|Average Sale Price:||Units Sold:||Newly Listed:||Days on Market:|
|$258,343 (+4.7%)||346 (0%)||607 (-5.5%)||140 (-8.5%)|
Addison County’s residential market witnessed mixed trends in 2016. While the average sale price rose 4.7% last year, the number of sold units was little changed.
With fewer homeowners listing their properties in 2016, tight inventory resulted in fewer choices for buyers, which also pushed home prices higher. Demand for property remains stable in the county, partly as some buyers are extending their searches to Addison County because of Chittenden County’s shrinking inventory and higher prices.
The luxury market in Addison recorded three sales, with high-end buyers drawn to the county’s lakefront homes and country estates. Professionals who can telecommute to their jobs are also relocating for the county’s lifestyle and outdoor appeal. Middlebury College Alumni are often drawn back to the region.

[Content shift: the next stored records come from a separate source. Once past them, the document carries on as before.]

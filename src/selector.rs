//! Selector matching
//!
//! The locator only needs a small slice of the selector language: compound
//! selectors built from a tag name, `.class` parts, and `[class*='...']`
//! attribute-substring parts. Anything else is a parse error, which the
//! locator treats as a non-match rather than a fault.

use thiserror::Error;

/// Selector parse errors
#[derive(Error, Debug, PartialEq)]
pub enum SelectorError {
    #[error("empty selector")]
    Empty,

    #[error("unexpected character '{0}' at position {1}")]
    UnexpectedChar(char, usize),

    #[error("unterminated attribute selector")]
    UnterminatedAttribute,

    #[error("unsupported attribute selector: {0}")]
    UnsupportedAttribute(String),
}

#[derive(Debug, Clone, PartialEq)]
enum Part {
    /// Element tag name, compared case-insensitively
    Tag(String),
    /// Exact class-list membership
    Class(String),
    /// Substring match against the space-joined class attribute
    ClassContains(String),
}

/// A parsed compound selector. All parts must match one node.
#[derive(Debug, Clone, PartialEq)]
pub struct Selector {
    parts: Vec<Part>,
}

impl Selector {
    /// Parse a selector string
    pub fn parse(input: &str) -> Result<Self, SelectorError> {
        let input = input.trim();
        if input.is_empty() {
            return Err(SelectorError::Empty);
        }

        let chars: Vec<char> = input.chars().collect();
        let mut parts = Vec::new();
        let mut pos = 0;

        while pos < chars.len() {
            match chars[pos] {
                '.' => {
                    let (name, next) = read_name(&chars, pos + 1);
                    if name.is_empty() {
                        return Err(SelectorError::UnexpectedChar('.', pos));
                    }
                    parts.push(Part::Class(name));
                    pos = next;
                }
                '[' => {
                    let close = chars[pos..]
                        .iter()
                        .position(|c| *c == ']')
                        .map(|i| pos + i)
                        .ok_or(SelectorError::UnterminatedAttribute)?;
                    let body: String = chars[pos + 1..close].iter().collect();
                    parts.push(parse_attribute(&body)?);
                    pos = close + 1;
                }
                c if c.is_ascii_alphabetic() => {
                    if !parts.is_empty() {
                        // A tag may only lead a compound selector
                        return Err(SelectorError::UnexpectedChar(c, pos));
                    }
                    let (name, next) = read_name(&chars, pos);
                    parts.push(Part::Tag(name));
                    pos = next;
                }
                c => return Err(SelectorError::UnexpectedChar(c, pos)),
            }
        }

        Ok(Self { parts })
    }

    /// Whether a node with the given tag and class list matches
    pub fn matches(&self, tag: &str, classes: &[String]) -> bool {
        self.parts.iter().all(|part| match part {
            Part::Tag(t) => tag.eq_ignore_ascii_case(t),
            Part::Class(c) => classes.iter().any(|cl| cl == c),
            Part::ClassContains(s) => classes.join(" ").contains(s.as_str()),
        })
    }
}

fn read_name(chars: &[char], start: usize) -> (String, usize) {
    let mut end = start;
    while end < chars.len() {
        let c = chars[end];
        if c.is_ascii_alphanumeric() || c == '-' || c == '_' {
            end += 1;
        } else {
            break;
        }
    }
    (chars[start..end].iter().collect(), end)
}

/// Parse the inside of `[...]`. Only `class*='value'` is supported.
fn parse_attribute(body: &str) -> Result<Part, SelectorError> {
    let rest = body
        .strip_prefix("class*=")
        .ok_or_else(|| SelectorError::UnsupportedAttribute(body.to_string()))?;
    let value = rest
        .strip_prefix('\'')
        .and_then(|v| v.strip_suffix('\''))
        .or_else(|| rest.strip_prefix('"').and_then(|v| v.strip_suffix('"')))
        .ok_or_else(|| SelectorError::UnsupportedAttribute(body.to_string()))?;
    if value.is_empty() {
        return Err(SelectorError::UnsupportedAttribute(body.to_string()));
    }
    Ok(Part::ClassContains(value.to_string()))
}
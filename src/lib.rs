//! Live subtitle translation relay
//!
//! Watches a player page's subtitle region for text changes, collapses
//! mutation bursts into discrete caption events, and translates each
//! caption through a pluggable provider with content-addressed caching.
//! An audio capture → transcription fallback feeds the same translation
//! step for sources without on-screen subtitles.
//!
//! The library exposes the pipeline; the server binary exposes the
//! stateless messaging boundary (`/translate`, `/transcribe`) that the
//! presentation layer talks to.

pub mod audio;
pub mod cache;
pub mod config;
pub mod debounce;
pub mod error;
pub mod http;
pub mod kv;
pub mod locate;
pub mod observe;
pub mod page;
pub mod pipeline;
pub mod provider;
pub mod selector;
pub mod state;
pub mod transcribe;

pub use error::{RelayError, Result};
pub use pipeline::{Pipeline, PipelineEvent};
pub use provider::{ProviderKind, TranslationResult, Translator};
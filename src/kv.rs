//! Persisted key-value collaborator
//!
//! Both the user settings and the translation cache live in a small
//! key-value store owned by the embedding host. The pipeline only needs
//! keyed get/put; writes are idempotent overwrites, so no transactional
//! guarantees are required.

use dashmap::DashMap;
use parking_lot::Mutex;
use std::collections::BTreeMap;
use std::path::PathBuf;
use std::sync::Arc;

use crate::error::{RelayError, Result};

/// Keyed string store. Implementations must tolerate concurrent
/// get/put for the same key (last write wins).
pub trait KvStore: Send + Sync {
    fn get(&self, key: &str) -> Option<String>;
    fn put(&self, key: &str, value: String);
}

/// In-memory store, the default when no persistence is configured
#[derive(Default)]
pub struct MemoryKv {
    entries: DashMap<String, String>,
}

impl MemoryKv {
    pub fn new() -> Self {
        Self::default()
    }

    pub fn shared() -> Arc<dyn KvStore> {
        Arc::new(Self::new())
    }

    pub fn len(&self) -> usize {
        self.entries.len()
    }

    pub fn is_empty(&self) -> bool {
        self.entries.is_empty()
    }
}

impl KvStore for MemoryKv {
    fn get(&self, key: &str) -> Option<String> {
        self.entries.get(key).map(|v| v.clone())
    }

    fn put(&self, key: &str, value: String) {
        self.entries.insert(key.to_string(), value);
    }
}

/// File-backed store: a JSON object rewritten on every put.
/// Persistence is best effort; a failed write keeps the in-memory
/// view intact and is logged, not surfaced.
pub struct JsonFileKv {
    entries: DashMap<String, String>,
    path: PathBuf,
    write_lock: Mutex<()>,
}

impl JsonFileKv {
    /// Open a store at `path`, loading existing entries if the file
    /// is present and parseable.
    pub fn open(path: impl Into<PathBuf>) -> Result<Self> {
        let path = path.into();
        let entries = DashMap::new();

        if path.exists() {
            let content = std::fs::read_to_string(&path)?;
            let map: BTreeMap<String, String> = serde_json::from_str(&content)
                .map_err(|e| RelayError::Storage(format!("corrupt store file: {}", e)))?;
            for (k, v) in map {
                entries.insert(k, v);
            }
        }

        Ok(Self {
            entries,
            path,
            write_lock: Mutex::new(()),
        })
    }

    fn persist(&self) {
        let _guard = self.write_lock.lock();
        let map: BTreeMap<String, String> = self
            .entries
            .iter()
            .map(|e| (e.key().clone(), e.value().clone()))
            .collect();
        match serde_json::to_string_pretty(&map) {
            Ok(json) => {
                if let Err(e) = std::fs::write(&self.path, json) {
                    tracing::warn!("Failed to persist store to {}: {}", self.path.display(), e);
                }
            }
            Err(e) => tracing::warn!("Failed to serialize store: {}", e),
        }
    }
}

impl KvStore for JsonFileKv {
    fn get(&self, key: &str) -> Option<String> {
        self.entries.get(key).map(|v| v.clone())
    }

    fn put(&self, key: &str, value: String) {
        self.entries.insert(key.to_string(), value);
        self.persist();
    }
}

#[cfg(test)]
mod tests {
    use super::*;

    #[test]
    fn test_memory_kv_roundtrip() {
        let kv = MemoryKv::new();
        assert_eq!(kv.get("a"), None);

        kv.put("a", "1".to_string());
        assert_eq!(kv.get("a"), Some("1".to_string()));

        kv.put("a", "2".to_string());
        assert_eq!(kv.get("a"), Some("2".to_string()));
        assert_eq!(kv.len(), 1);
    }

    #[test]
    fn test_json_file_kv_persists() {
        let dir = tempfile::tempdir().unwrap();
        let path = dir.path().join("store.json");

        {
            let kv = JsonFileKv::open(&path).unwrap();
            kv.put("translationProvider", "local".to_string());
            kv.put("fontSize", "24".to_string());
        }

        let kv = JsonFileKv::open(&path).unwrap();
        assert_eq!(kv.get("translationProvider"), Some("local".to_string()));
        assert_eq!(kv.get("fontSize"), Some("24".to_string()));
    }

    #[test]
    fn test_json_file_kv_missing_file() {
        let dir = tempfile::tempdir().unwrap();
        let kv = JsonFileKv::open(dir.path().join("absent.json")).unwrap();
        assert_eq!(kv.get("x"), None);
    }

    #[test]
    fn test_json_file_kv_corrupt_file() {
        let dir = tempfile::tempdir().unwrap();
        let path = dir.path().join("store.json");
        std::fs::write(&path, "not json").unwrap();
        assert!(JsonFileKv::open(&path).is_err());
    }
}
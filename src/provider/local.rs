//! Local-model provider
//!
//! Talks to a user-hosted model server over the Ollama generate
//! contract: `POST {endpoint}/api/generate` with a non-streaming
//! request, low temperature and a bounded prediction length. Some local
//! models wrap their answer in `<think>` reasoning markup, which is
//! stripped before the translation is returned.

use regex::Regex;
use serde::{Deserialize, Serialize};
use std::sync::OnceLock;

use crate::config::LocalSettings;
use crate::error::{RelayError, Result};

const TEMPERATURE: f64 = 0.1;
const NUM_PREDICT: u32 = 256;

#[derive(Serialize)]
struct GenerateOptions {
    temperature: f64,
    num_predict: u32,
}

#[derive(Serialize)]
struct GenerateRequest<'a> {
    model: &'a str,
    prompt: &'a str,
    stream: bool,
    options: GenerateOptions,
}

#[derive(Deserialize)]
struct GenerateResponse {
    response: Option<String>,
}

/// Translate one caption through the local model. The model's own
/// system prompt carries the translation instructions, so the caption
/// is sent as-is.
pub async fn translate(
    client: &reqwest::Client,
    settings: &LocalSettings,
    text: &str,
) -> Result<String> {
    let url = format!("{}/api/generate", settings.endpoint.trim_end_matches('/'));
    let request = GenerateRequest {
        model: &settings.model_name,
        prompt: text,
        stream: false,
        options: GenerateOptions {
            temperature: TEMPERATURE,
            num_predict: NUM_PREDICT,
        },
    };

    let response = client.post(&url).json(&request).send().await.map_err(|e| {
        RelayError::ProviderUnreachable(format!(
            "connection to {} failed: {}. Is the local model server running?",
            settings.endpoint, e
        ))
    })?;

    let status = response.status();
    if !status.is_success() {
        let body = response.text().await.unwrap_or_default();
        return Err(RelayError::ProviderError {
            status: status.as_u16(),
            body,
        });
    }

    let data: GenerateResponse = response
        .json()
        .await
        .map_err(|e| RelayError::InvalidResponse(e.to_string()))?;

    let cleaned = strip_reasoning(data.response.as_deref().unwrap_or(""))
        .trim()
        .to_string();
    if cleaned.is_empty() {
        // A model that answers nothing usable: fall back to the source
        // line rather than blanking the overlay.
        Ok(text.to_string())
    } else {
        Ok(cleaned)
    }
}

/// Check whether the local model server answers at all
pub async fn probe(client: &reqwest::Client, endpoint: &str) -> bool {
    let url = format!("{}/api/tags", endpoint.trim_end_matches('/'));
    match client.get(&url).send().await {
        Ok(response) => response.status().is_success(),
        Err(_) => false,
    }
}

/// Remove `<think>...</think>` reasoning blocks from a model answer
fn strip_reasoning(text: &str) -> String {
    static RE: OnceLock<Regex> = OnceLock::new();
    let re = RE.get_or_init(|| Regex::new(r"(?s)<think>.*?</think>").unwrap());
    re.replace_all(text, "").to_string()
}
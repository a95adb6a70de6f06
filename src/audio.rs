//! Audio fallback pipeline
//!
//! For sources without on-screen subtitles: capture audio, cut it into
//! bounded chunks, transcribe each chunk, and feed the transcript into
//! the same translation step as a caption. The recorder is rotated on a
//! fixed interval instead of streaming one unbounded take, which keeps
//! transcription latency and memory bounded.

use bytes::Bytes;
use std::time::Duration;
use tokio::sync::{mpsc, watch};

use crate::config::SettingsStore;
use crate::error::{RelayError, Result};
use crate::pipeline::PipelineEvent;
use crate::provider::Translator;
use crate::transcribe;

/// One bounded-duration segment of captured audio. Consumed and
/// discarded after transcription.
#[derive(Debug, Clone, PartialEq)]
pub struct AudioChunk {
    pub data: Bytes,
    pub sequence: u64,
}

/// Capture device abstraction. The host supplies the concrete source
/// (tab capture bridge, microphone); the pipeline only needs encoded
/// bytes out of it.
pub trait AudioSource: Send + Sync {
    /// Acquire the device and begin buffering encoded audio
    fn start(&mut self) -> Result<()>;

    /// Drain everything buffered since the previous drain
    fn drain(&mut self) -> Bytes;

    /// Release the device. Must be safe to call repeatedly.
    fn stop(&mut self);
}

/// Capture session state
#[derive(Debug, Clone, Copy, PartialEq, Eq)]
pub enum CaptureState {
    Idle,
    Capturing,
    Stopped,
}

/// Rotates a capture source into bounded chunks
pub struct AudioChunker {
    source: Box<dyn AudioSource>,
    state: CaptureState,
    next_sequence: u64,
}

impl AudioChunker {
    pub fn new(source: Box<dyn AudioSource>) -> Self {
        Self {
            source,
            state: CaptureState::Idle,
            next_sequence: 0,
        }
    }

    pub fn state(&self) -> CaptureState {
        self.state
    }

    /// Acquire the device. A capture failure is terminal: the chunker
    /// lands in `Stopped` and is not restarted.
    pub fn start(&mut self) -> Result<()> {
        match self.source.start() {
            Ok(()) => {
                self.state = CaptureState::Capturing;
                Ok(())
            }
            Err(e) => {
                self.state = CaptureState::Stopped;
                Err(match e {
                    failure @ RelayError::CaptureFailure(_) => failure,
                    other => RelayError::CaptureFailure(other.to_string()),
                })
            }
        }
    }

    /// Chunk boundary: hand out the audio recorded since the previous
    /// boundary. `None` while not capturing or when nothing was buffered.
    pub fn rotate(&mut self) -> Option<AudioChunk> {
        if self.state != CaptureState::Capturing {
            return None;
        }
        let data = self.source.drain();
        if data.is_empty() {
            return None;
        }
        let sequence = self.next_sequence;
        self.next_sequence += 1;
        Some(AudioChunk { data, sequence })
    }

    /// Stop capturing. The partial chunk recorded since the last
    /// boundary is discarded, not transcribed, and the device is
    /// released unconditionally.
    pub fn stop(&mut self) {
        let _ = self.source.drain();
        self.source.stop();
        self.state = CaptureState::Stopped;
    }
}

impl Drop for AudioChunker {
    fn drop(&mut self) {
        if self.state == CaptureState::Capturing {
            self.stop();
        }
    }
}

/// Capture → transcribe → translate, converging on the same output
/// channel as the subtitle pipeline
pub struct AudioPipeline {
    chunker: AudioChunker,
    chunk_duration: Duration,
    settings: SettingsStore,
    translator: Translator,
    transcribe_endpoint: String,
    client: reqwest::Client,
}

impl AudioPipeline {
    pub fn new(
        chunker: AudioChunker,
        chunk_duration: Duration,
        settings: SettingsStore,
        translator: Translator,
    ) -> Self {
        Self {
            chunker,
            chunk_duration,
            settings,
            translator,
            transcribe_endpoint: transcribe::DEFAULT_ENDPOINT.to_string(),
            client: reqwest::Client::new(),
        }
    }

    /// Override the transcription endpoint, for tests
    pub fn with_transcribe_endpoint(mut self, endpoint: impl Into<String>) -> Self {
        self.transcribe_endpoint = endpoint.into();
        self
    }

    /// Run until shutdown. A capture start failure is returned
    /// immediately; per-chunk transcription or translation failures are
    /// reported on the output channel and capture continues.
    pub async fn run(
        mut self,
        out: mpsc::Sender<PipelineEvent>,
        mut shutdown: watch::Receiver<bool>,
    ) -> Result<()> {
        self.chunker.start()?;
        tracing::info!("Audio capture started");

        let mut boundary = tokio::time::interval(self.chunk_duration);
        // The first interval tick completes immediately; consume it so
        // the first chunk spans a full duration.
        boundary.tick().await;

        loop {
            tokio::select! {
                _ = boundary.tick() => {
                    if let Some(chunk) = self.chunker.rotate() {
                        self.process_chunk(chunk, &out).await;
                    }
                }
                changed = shutdown.changed() => {
                    // A dropped sender counts as shutdown too.
                    if changed.is_err() || *shutdown.borrow() {
                        break;
                    }
                }
            }
        }

        self.chunker.stop();
        tracing::info!("Audio capture stopped");
        Ok(())
    }

    async fn process_chunk(&self, chunk: AudioChunk, out: &mpsc::Sender<PipelineEvent>) {
        tracing::debug!(sequence = chunk.sequence, bytes = chunk.data.len(), "Chunk boundary");

        let settings = self.settings.snapshot();
        let transcription = match transcribe::transcribe_at(
            &self.client,
            &self.transcribe_endpoint,
            &settings.transcription,
            chunk.data,
        )
        .await
        {
            Ok(t) => t,
            Err(e) => {
                let _ = out.send(PipelineEvent::Error(e.to_string())).await;
                return;
            }
        };

        if transcription.text.trim().is_empty() {
            return;
        }

        let event = match self.translator.translate(transcription.text.trim()).await {
            Ok(result) => PipelineEvent::Translation(result),
            Err(e) => PipelineEvent::Error(e.to_string()),
        };
        let _ = out.send(event).await;
    }
}
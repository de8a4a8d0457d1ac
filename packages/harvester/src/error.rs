//! Error types for the harvester.
//!
//! `MalformedFragment` and `MissingSection` are raised while parsing a single
//! posting and never escape the segmenter: they are turned into a
//! [`PostingFailure`](crate::harvester::PostingFailure) and logged. The
//! remaining variants belong to the input/output layers.

use std::path::PathBuf;

use thiserror::Error;

/// Main error type for the harvester library.
#[derive(Debug, Error)]
pub enum HarvesterError {
    /// Invalid CVR number format.
    #[error("Invalid company id: '{0}'. Expected an 8-digit CVR number (e.g., 12345678)")]
    InvalidCompanyId(String),

    /// Invalid posting date.
    #[error("Invalid posting date: '{0}'. Expected DD.MM.YYYY (e.g., 01.02.2016)")]
    InvalidDate(String),

    /// A field extractor could not find an expected delimiter.
    #[error("Malformed fragment in {stage}: {reason}")]
    MalformedFragment { stage: &'static str, reason: String },

    /// A labelled field is absent from the posting.
    #[error("Missing section '{section}' in posting")]
    MissingSection { section: String },

    /// Failed to read an input file.
    #[error("Failed to read {}: {source}", .path.display())]
    ReadFile {
        path: PathBuf,
        #[source]
        source: std::io::Error,
    },

    /// IO error.
    #[error("IO error: {0}")]
    Io(#[from] std::io::Error),

    /// JSON (de)serialization error.
    #[error("JSON serialization failed: {0}")]
    Json(#[from] serde_json::Error),

    /// YAML serialization error.
    #[error("YAML serialization failed: {0}")]
    Yaml(#[from] serde_yaml_ng::Error),
}

impl HarvesterError {
    /// Shorthand for a [`HarvesterError::MalformedFragment`].
    pub(crate) fn malformed(stage: &'static str, reason: impl Into<String>) -> Self {
        Self::MalformedFragment {
            stage,
            reason: reason.into(),
        }
    }

    /// Shorthand for a [`HarvesterError::MissingSection`].
    pub(crate) fn missing(section: impl Into<String>) -> Self {
        Self::MissingSection {
            section: section.into(),
        }
    }
}

/// Result type alias for harvester operations.
pub type Result<T> = std::result::Result<T, HarvesterError>;
//! History builder that ties the extraction components together.
//!
//! Filters a company's postings down to the capital related ones, runs the
//! segmenter on each and accumulates the records. A posting that fails to
//! parse is recorded as a [`PostingFailure`] and logged; it never stops the
//! remaining postings from being processed.

use serde::Serialize;

use crate::config::DEFAULT_CUTOFF_YEAR;
use crate::error::Result;
use crate::segment::extract_records;
use crate::types::{CapitalChangeRecord, Posting};

/// A posting that was skipped because it could not be parsed.
#[derive(Debug, Clone, PartialEq, Eq, Serialize)]
pub struct PostingFailure {
    /// Posting date from the heading.
    pub posting_date: String,

    /// Heading of the posting.
    pub heading: String,

    /// Reason the posting was skipped.
    pub error: String,
}

/// Result of processing one company's postings.
#[derive(Debug, Clone, Default, Serialize)]
pub struct CompanyHistory {
    /// CVR number of the company.
    pub company_id: String,

    /// Extracted records in posting order.
    pub records: Vec<CapitalChangeRecord>,

    /// Postings that were skipped.
    pub failures: Vec<PostingFailure>,
}

/// Builds the capital change history of one company.
#[derive(Debug, Clone)]
pub struct HistoryBuilder {
    company_id: String,
    cutoff_year: i32,
}

impl HistoryBuilder {
    /// Create a builder with the default cutoff year.
    #[must_use]
    pub fn new(company_id: impl Into<String>) -> Self {
        Self {
            company_id: company_id.into(),
            cutoff_year: DEFAULT_CUTOFF_YEAR,
        }
    }

    /// Only keep postings dated after `year`.
    #[must_use]
    pub fn with_cutoff_year(mut self, year: i32) -> Self {
        self.cutoff_year = year;
        self
    }

    /// Cutoff year in effect.
    #[must_use]
    pub fn cutoff_year(&self) -> i32 {
        self.cutoff_year
    }

    /// Whether a posting should be handed to the segmenter.
    ///
    /// # Errors
    /// `InvalidDate` when a posting with a relevant topic has an unreadable
    /// heading date.
    pub fn is_relevant(&self, posting: &Posting) -> Result<bool> {
        if !posting.has_relevant_topic() {
            return Ok(false);
        }
        Ok(posting.heading_year()? > self.cutoff_year)
    }

    /// Process all postings and collect records and failures.
    #[must_use]
    pub fn build(&self, postings: &[Posting]) -> CompanyHistory {
        let mut history = CompanyHistory {
            company_id: self.company_id.clone(),
            ..CompanyHistory::default()
        };

        for posting in postings {
            let outcome = self.is_relevant(posting).and_then(|relevant| {
                if relevant {
                    extract_records(posting, &self.company_id)
                } else {
                    Ok(Vec::new())
                }
            });

            match outcome {
                Ok(records) => history.records.extend(records),
                Err(e) => {
                    tracing::warn!(
                        company_id = %self.company_id,
                        posting_date = %posting.heading_date,
                        error = %e,
                        "Skipping posting"
                    );
                    history.failures.push(PostingFailure {
                        posting_date: posting.heading_date.clone(),
                        heading: posting.heading_label.clone(),
                        error: e.to_string(),
                    });
                }
            }
        }

        tracing::info!(
            company_id = %self.company_id,
            records = history.records.len(),
            failures = history.failures.len(),
            "Built capital change history"
        );

        history
    }
}

/// Build the capital change records of one company with default settings.
///
/// Skipped postings are logged and otherwise dropped; use
/// [`HistoryBuilder::build`] to inspect them.
#[must_use]
pub fn build_history(postings: &[Posting], company_id: &str) -> Vec<CapitalChangeRecord> {
    HistoryBuilder::new(company_id).build(postings).records
}

#[cfg(test)]
mod tests {
    use super::*;
    use crate::types::EventKind;

    const COMPANY: &str = "12345678";

    fn increase_posting(date: &str) -> Posting {
        Posting::new(
            format!("{date} Ændring af kapital"),
            format!(
                "{date} Ændring af kapital\n\
                 Vedtægter ændret: {date}\n\
                 Kapitalforhøjelse: kr. 5000, indbetalt kontant, kurs 100.\n\
                 Kapitalen udgør herefter kr. 10000."
            ),
        )
    }

    #[test]
    fn test_pre_cutoff_posting_is_excluded() {
        let postings = vec![increase_posting("01.06.2014"), increase_posting("01.06.2015")];
        assert!(build_history(&postings, COMPANY).is_empty());
    }

    #[test]
    fn test_post_cutoff_posting_is_included() {
        let records = build_history(&[increase_posting("01.06.2016")], COMPANY);
        assert_eq!(records.len(), 1);
        assert_eq!(records[0].date, "01.06.2016");
    }

    #[test]
    fn test_custom_cutoff_year() {
        let builder = HistoryBuilder::new(COMPANY).with_cutoff_year(2013);
        assert_eq!(builder.cutoff_year(), 2013);
        let history = builder.build(&[increase_posting("01.06.2014")]);
        assert_eq!(history.records.len(), 1);
    }

    #[test]
    fn test_irrelevant_topic_is_excluded() {
        let posting = Posting::new(
            "01.06.2017 Ændring af adresse",
            "Vedtægter ændret: 01.06.2017\nKapitalforhøjelse: kr. 5000, kontant, kurs 100.\nkr. 1",
        );
        let history = HistoryBuilder::new(COMPANY).build(&[posting]);
        assert!(history.records.is_empty());
        assert!(history.failures.is_empty());
    }

    #[test]
    fn test_invalid_heading_date_is_a_failure() {
        let posting = Posting::new("Kapitalændring", "Kapitalforhøjelse");
        let history = HistoryBuilder::new(COMPANY).build(&[posting]);
        assert!(history.records.is_empty());
        assert_eq!(history.failures.len(), 1);
        assert!(history.failures[0].error.contains("Invalid posting date"));
    }

    #[test]
    fn test_failure_does_not_stop_processing() {
        let broken = Posting::new(
            "01.02.2017 Kapitalændring",
            "Kapitalforhøjelse: kr. 5000, kontant, kurs 100.\nKapitalen udgør kr. 10000.",
        );
        let postings = vec![increase_posting("01.01.2017"), broken, increase_posting("01.03.2017")];

        let history = HistoryBuilder::new(COMPANY).build(&postings);
        assert_eq!(history.records.len(), 2);
        assert_eq!(history.records[0].date, "01.01.2017");
        assert_eq!(history.records[1].date, "01.03.2017");
        assert_eq!(history.failures.len(), 1);
        assert_eq!(history.failures[0].posting_date, "01.02.2017");
    }

    #[test]
    fn test_emission_order_within_posting() {
        let posting = Posting::new(
            "01.02.2017 Kapitalændring",
            "Vedtægter ændret: 01.02.2017\n\
             Kapitalforhøjelse: kr. 5000, kontant, kurs 100.\n\
             Kapitalnedsættelse den 10.01.2017 ved udbetaling kr. 2000 kurs 100,00.\n\
             Stiftelsesdato: 01.01.2017\n\
             Indbetalingsmåde: kontant kr. 50.000 kurs 100,-.",
        );
        let records = build_history(&[posting], COMPANY);
        let kinds: Vec<EventKind> = records.iter().map(|r| r.change_type).collect();
        assert_eq!(
            kinds,
            vec![
                EventKind::CapitalIncrease,
                EventKind::CapitalDecrease,
                EventKind::Creation
            ]
        );
    }

    #[test]
    fn test_build_is_idempotent() {
        let postings = vec![increase_posting("01.01.2017"), increase_posting("01.03.2017")];
        let builder = HistoryBuilder::new(COMPANY);
        assert_eq!(builder.build(&postings).records, builder.build(&postings).records);
    }
}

Homes in the sub-$250,000 range are in demand, where inventory can be especially tight. Buyers on the hunt for properties in the $500,000 range and higher will find more options and inventory.
The growing popularity of Ferrisburgh
As it borders Chittenden County, Ferrisburgh offers an easy commute into Burlington, as well as Addison County’s towns and villages. Sales in Ferrisburgh jumped 40% last year. The average sale price rose almost 20% to $337,980.
Three luxury sales
The county has recorded three sales of more than $850,000 this year.
Across the county, new listings declined by 5.5%. Some towns saw tighter conditions than others, such as Vergennes, where new listings declined by almost 19%.
Land purchases increase
More buyers turned to land purchases in Addison County last year, boosting sales by more than 44%. The county remains popular with people seeking to build custom homes for primary or vacation residences. The average sale price gained almost 16% to $109,786.